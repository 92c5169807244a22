//! Configuration schema definitions.
//!
//! This module defines the complete configuration structure for the balancer.
//! All types derive Serde traits for deserialization from config files.

use serde::{Deserialize, Serialize};
use std::time::Duration;

/// Root configuration for the upstream balancer.
#[derive(Debug, Clone, Deserialize, Serialize, Default)]
#[serde(default)]
pub struct BalancerConfig {
    /// Upstream group definitions.
    pub upstreams: Vec<UpstreamConfig>,

    /// Observability settings.
    pub observability: ObservabilityConfig,
}

/// Peer selection algorithm for an upstream group.
#[derive(Debug, Clone, Copy, PartialEq, Eq, Deserialize, Serialize, Default)]
#[serde(rename_all = "snake_case")]
pub enum BalanceMethod {
    /// Smooth weighted round robin.
    #[default]
    RoundRobin,
    /// Client address affinity, falling back to round robin.
    IpHash,
}

impl BalanceMethod {
    pub fn as_str(&self) -> &'static str {
        match self {
            BalanceMethod::RoundRobin => "round_robin",
            BalanceMethod::IpHash => "ip_hash",
        }
    }
}

/// A named group of peers sharing one balancing method.
#[derive(Debug, Clone, Deserialize, Serialize)]
pub struct UpstreamConfig {
    /// Group identifier for logging/metrics.
    pub name: String,

    /// Selection algorithm.
    #[serde(default)]
    pub method: BalanceMethod,

    /// Peers in selection order. Order matters for `ip_hash`.
    #[serde(default)]
    pub peers: Vec<PeerConfig>,
}

/// Backend server configuration.
#[derive(Debug, Clone, Deserialize, Serialize)]
pub struct PeerConfig {
    /// Peer address (e.g., "127.0.0.1:3000").
    pub address: String,

    /// Display name. Defaults to the address.
    #[serde(default)]
    pub name: Option<String>,

    /// Relative share of traffic (default: 1).
    #[serde(default = "default_weight")]
    pub weight: u32,

    /// Failures within `fail_timeout_secs` before the peer is skipped.
    /// Zero disables failure accounting.
    #[serde(default = "default_max_fails")]
    pub max_fails: u32,

    /// Failure window in seconds.
    #[serde(default = "default_fail_timeout_secs")]
    pub fail_timeout_secs: u64,

    /// Administratively disabled.
    #[serde(default)]
    pub down: bool,
}

impl PeerConfig {
    /// Peer with default weight and health settings.
    pub fn new(address: impl Into<String>) -> Self {
        Self {
            address: address.into(),
            name: None,
            weight: default_weight(),
            max_fails: default_max_fails(),
            fail_timeout_secs: default_fail_timeout_secs(),
            down: false,
        }
    }

    pub fn display_name(&self) -> &str {
        self.name.as_deref().unwrap_or(&self.address)
    }

    pub fn fail_timeout(&self) -> Duration {
        Duration::from_secs(self.fail_timeout_secs)
    }
}

fn default_weight() -> u32 {
    1
}

fn default_max_fails() -> u32 {
    1
}

fn default_fail_timeout_secs() -> u64 {
    10
}

/// Log output format.
#[derive(Debug, Clone, Copy, PartialEq, Eq, Deserialize, Serialize, Default)]
#[serde(rename_all = "snake_case")]
pub enum LogFormat {
    #[default]
    Pretty,
    Json,
}

/// Observability configuration.
#[derive(Debug, Clone, Deserialize, Serialize)]
#[serde(default)]
pub struct ObservabilityConfig {
    /// Log level (trace, debug, info, warn, error).
    pub log_level: String,

    /// Pretty output for terminals, JSON for log shipping.
    pub log_format: LogFormat,

    /// Enable metrics endpoint.
    pub metrics_enabled: bool,

    /// Metrics endpoint bind address.
    pub metrics_address: String,
}

impl Default for ObservabilityConfig {
    fn default() -> Self {
        Self {
            log_level: "info".to_string(),
            log_format: LogFormat::Pretty,
            metrics_enabled: false,
            metrics_address: "0.0.0.0:9090".to_string(),
        }
    }
}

Problem details –
The answer should consist of the full listing, repeated exactly.

Task output –
repository 92c5169807244a22
//! Configuration schema definitions.
//!
//! This module defines the complete configuration structure for the balancer.
//! All types derive Serde traits for deserialization from config files.

use serde::{Deserialize, Serialize};
use std::time::Duration;

/// Root configuration for the upstream balancer.
#[derive(Debug, Clone, Deserialize, Serialize, Default)]
#[serde(default)]
pub struct BalancerConfig {
    /// Upstream group definitions.
    pub upstreams: Vec<UpstreamConfig>,

    /// Observability settings.
    pub observability: ObservabilityConfig,
}

/// Peer selection algorithm for an upstream group.
#[derive(Debug, Clone, Copy, PartialEq, Eq, Deserialize, Serialize, Default)]
#[serde(rename_all = "snake_case")]
pub enum BalanceMethod {
    /// Smooth weighted round robin.
    #[default]
    RoundRobin,
    /// Client address affinity, falling back to round robin.
    IpHash,
}

impl BalanceMethod {
    pub fn as_str(&self) -> &'static str {
        match self {
            BalanceMethod::RoundRobin => "round_robin",
            BalanceMethod::IpHash => "ip_hash",
        }
    }
}

/// A named group of peers sharing one balancing method.
#[derive(Debug, Clone, Deserialize, Serialize)]
pub struct UpstreamConfig {
    /// Group identifier for logging/metrics.
    pub name: String,

    /// Selection algorithm.
    #[serde(default)]
    pub method: BalanceMethod,

    /// Peers in selection order. Order matters for `ip_hash`.
    #[serde(default)]
    pub peers: Vec<PeerConfig>,
}

/// Backend server configuration.
#[derive(Debug, Clone, Deserialize, Serialize)]
pub struct PeerConfig {
    /// Peer address (e.g., "127.0.0.1:3000").
    pub address: String,

    /// Display name. Defaults to the address.
    #[serde(default)]
    pub name: Option<String>,

    /// Relative share of traffic (default: 1).
    #[serde(default = "default_weight")]
    pub weight: u32,

    /// Failures within `fail_timeout_secs` before the peer is skipped.
    /// Zero disables failure accounting.
    #[serde(default = "default_max_fails")]
    pub max_fails: u32,

    /// Failure window in seconds.
    #[serde(default = "default_fail_timeout_secs")]
    pub fail_timeout_secs: u64,

    /// Administratively disabled.
    #[serde(default)]
    pub down: bool,
}

impl PeerConfig {
    /// Peer with default weight and health settings.
    pub fn new(address: impl Into<String>) -> Self {
        Self {
            address: address.into(),
            name: None,
            weight: default_weight(),
            max_fails: default_max_fails(),
            fail_timeout_secs: default_fail_timeout_secs(),
            down: false,
        }
    }

    pub fn display_name(&self) -> &str {
        self.name.as_deref().unwrap_or(&self.address)
    }

    pub fn fail_timeout(&self) -> Duration {
        Duration::from_secs(self.fail_timeout_secs)
    }
}

fn default_weight() -> u32 {
    1
}

fn default_max_fails() -> u32 {
    1
}

fn default_fail_timeout_secs() -> u64 {
    10
}

/// Log output format.
#[derive(Debug, Clone, Copy, PartialEq, Eq, Deserialize, Serialize, Default)]
#[serde(rename_all = "snake_case")]
pub enum LogFormat {
    #[default]
    Pretty,
    Json,
}

/// Observability configuration.
#[derive(Debug, Clone, Deserialize, Serialize)]
#[serde(default)]
pub struct ObservabilityConfig {
    /// Log level (trace, debug, info, warn, error).
    pub log_level: String,

    /// Pretty output for terminals, JSON for log shipping.
    pub log_format: LogFormat,

    /// Enable metrics endpoint.
    pub metrics_enabled: bool,

    /// Metrics endpoint bind address.
    pub metrics_address: String,
}

impl Default for ObservabilityConfig {
    fn default() -> Self {
        Self {
            log_level: "info".to_string(),
            log_format: LogFormat::Pretty,
            metrics_enabled: false,
            metrics_address: "0.0.0.0:9090".to_string(),
        }
    }
}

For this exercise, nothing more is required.